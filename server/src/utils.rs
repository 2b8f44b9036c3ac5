//! Utility functions

use serde::{Deserialize, Serialize};

/// Version information for the service
#[derive(Debug, Clone, Serialize, Deserialize)]
pub struct VersionInfo {
    pub version: String,
    pub git_hash: String,
    pub build_time: String,
}

/// Get version information
pub fn version_info() -> VersionInfo {
    VersionInfo {
        version: env!("CARGO_PKG_VERSION").to_string(),
        git_hash: option_env!("GIT_HASH").unwrap_or("unknown").to_string(),
        build_time: option_env!("BUILD_TIME").unwrap_or("unknown").to_string(),
    }
}
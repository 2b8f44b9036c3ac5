//! Bearer-token session verification
//!
//! Session issuance belongs to the identity provider; this module only
//! verifies the HS256 tokens it hands out and exposes the caller's user id
//! to handlers through an extractor.

use std::sync::Arc;

use axum::extract::FromRequestParts;
use axum::http::header;
use axum::http::request::Parts;
use chrono::Utc;
use jsonwebtoken::{decode, encode, Algorithm, DecodingKey, EncodingKey, Header, Validation};
use secrecy::{ExposeSecret, SecretString};
use serde::{Deserialize, Serialize};

use crate::errors::PortalError;
use crate::server::state::ServerState;

/// Session verification options
#[derive(Debug, Clone)]
pub struct AuthOptions {
    /// Shared HS256 secret with the identity provider
    pub session_secret: SecretString,
}

impl Default for AuthOptions {
    fn default() -> Self {
        Self {
            session_secret: SecretString::from("dev-session-secret"),
        }
    }
}

/// Claims carried by a session token. The role is intentionally not in the
/// token; handlers resolve it from the store.
#[derive(Debug, Clone, Serialize, Deserialize)]
pub struct SessionClaims {
    /// Subject (user ID)
    pub sub: String,

    /// Issued at timestamp
    pub iat: i64,

    /// Expiration timestamp
    pub exp: i64,
}

/// Verify a raw bearer token and return its claims
pub fn verify_session(secret: &SecretString, raw: &str) -> Result<SessionClaims, PortalError> {
    let validation = Validation::new(Algorithm::HS256);

    let token_data = decode::<SessionClaims>(
        raw,
        &DecodingKey::from_secret(secret.expose_secret().as_bytes()),
        &validation,
    )
    .map_err(|e| PortalError::Unauthorized(format!("Invalid session token: {}", e)))?;

    Ok(token_data.claims)
}

/// Mint a session token. Used by the identity-provider integration and the
/// test suite.
pub fn issue_session(
    secret: &SecretString,
    user_id: &str,
    ttl_secs: i64,
) -> Result<String, PortalError> {
    let now = Utc::now().timestamp();
    let claims = SessionClaims {
        sub: user_id.to_string(),
        iat: now,
        exp: now + ttl_secs,
    };

    encode(
        &Header::new(Algorithm::HS256),
        &claims,
        &EncodingKey::from_secret(secret.expose_secret().as_bytes()),
    )
    .map_err(|e| PortalError::Internal(format!("Failed to sign session token: {}", e)))
}

/// Authenticated caller, extracted from the Authorization header.
/// Rejects with 401 before any lookup when the header is missing or the
/// token does not verify.
#[derive(Debug, Clone)]
pub struct Session {
    pub user_id: String,
}

impl FromRequestParts<Arc<ServerState>> for Session {
    type Rejection = PortalError;

    async fn from_request_parts(
        parts: &mut Parts,
        state: &Arc<ServerState>,
    ) -> Result<Self, Self::Rejection> {
        let header = parts
            .headers
            .get(header::AUTHORIZATION)
            .and_then(|value| value.to_str().ok())
            .ok_or_else(|| PortalError::Unauthorized("Missing session".to_string()))?;

        let raw = header
            .strip_prefix("Bearer ")
            .ok_or_else(|| PortalError::Unauthorized("Malformed Authorization header".to_string()))?;

        let claims = verify_session(&state.auth.session_secret, raw)?;

        Ok(Session {
            user_id: claims.sub,
        })
    }
}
----
Copy each line of the preceding material that contains "DecodingKey".

## RESULT OF THIS EXERCISE
use jsonwebtoken::{decode, encode, Algorithm, DecodingKey, EncodingKey, Header, Validation};
        &DecodingKey::from_secret(secret.expose_secret().as_bytes()),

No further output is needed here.